南極氷床への地球温暖化の影響に関しては、融解量を降水量が上回り、氷床が減少しない可能性も指摘されていた。また寒冷化説などを論拠に地球温暖化による海面上昇を否定する主張も見られた。

しかし、南極やグリーンランドの氷床の融解速度については不明な点が多いとして、IPCC第4次評価報告書(AR4)では今世紀中の海面上昇量に関し、氷床等の流下速度の変化の影響を含めなかった。

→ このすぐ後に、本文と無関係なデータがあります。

use async_trait::async_trait;
use sqlx::mysql::{MySqlConnectOptions, MySqlConnection};
use sqlx::Connection;
use std::time::Duration;

use super::{host_and_port, Connector, Operation, Outcome, SqlOperation};
use crate::error::DispatchError;
use crate::registry::{ResolvedTarget, TargetKind};

pub const DEFAULT_PORT: u16 = 3306;
/// Administrative catalog every MySQL server has.
pub const ADMIN_DATABASE: &str = "information_schema";

pub struct MysqlConnector {
    timeout: Duration,
}

impl MysqlConnector {
    pub fn new(timeout: Duration) -> Self {
        Self { timeout }
    }

    pub fn connect_options(target: &ResolvedTarget) -> Result<MySqlConnectOptions, DispatchError> {
        let (host, port) = host_and_port(&target.address, DEFAULT_PORT)?;
        Ok(MySqlConnectOptions::new()
            .host(&host)
            .port(port)
            .username(target.username())
            .password(target.password())
            .database(ADMIN_DATABASE)
            .charset("utf8mb4"))
    }
}

#[async_trait]
impl Connector for MysqlConnector {
    fn kind(&self) -> TargetKind {
        TargetKind::Mysql
    }

    async fn execute(
        &self,
        target: &ResolvedTarget,
        operation: &Operation,
    ) -> Result<Outcome, DispatchError> {
        let Operation::Sql(SqlOperation::ExecuteStatement { sql }) = operation else {
            return Err(operation.unsupported(self.kind()));
        };

        let options = Self::connect_options(target)?;
        let mut conn = tokio::time::timeout(self.timeout, MySqlConnection::connect_with(&options))
            .await
            .map_err(|_| DispatchError::connect(format!("timed out connecting to {}", target.address)))?
            .map_err(|e| match e {
                sqlx::Error::Database(db) => DispatchError::rejected(db.message().to_string()),
                other => DispatchError::connect(other.to_string()),
            })?;

        let result = tokio::time::timeout(self.timeout, sqlx::Executor::execute(&mut conn, sqlx::raw_sql(sql)))
            .await
            .map_err(|_| DispatchError::connect("statement timed out"));

        if let Err(e) = conn.close().await {
            tracing::debug!(target_name = %target.name, error = %e, "MySQL connection did not close cleanly");
        }

        let done = result??;
        tracing::info!(target_name = %target.name, rows = done.rows_affected(), "Executed MySQL statement");
        Ok(Outcome::Executed {
            rows_affected: done.rows_affected(),
        })
    }
}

AR4以後、南極の氷床が予想よりも急速に融解していることが複数の報告によって指摘され、2006年までの10年間で西南極氷床の広い範囲で融解速度が59%速まっていることや、海へ氷が流れ落ちる速度が2003年までの10年で12%加速していたことなどが判明している。また予測を上回る大規模な融雪現象も観測されている。このためIPCCの報告書に記載されているよりも海面上昇量が顕著に増加することが懸念されている。 特に西南極氷床(WAIS)は海水が下に入りこみやすいため、従来の予測よりも短期間で融解して最大6mの海面上昇を招く可能性が指摘されている。さらに2009年には、安定していると見られていた東南極氷床(EAIS)でも氷量の減少が確認され、懸念が一層高まっている。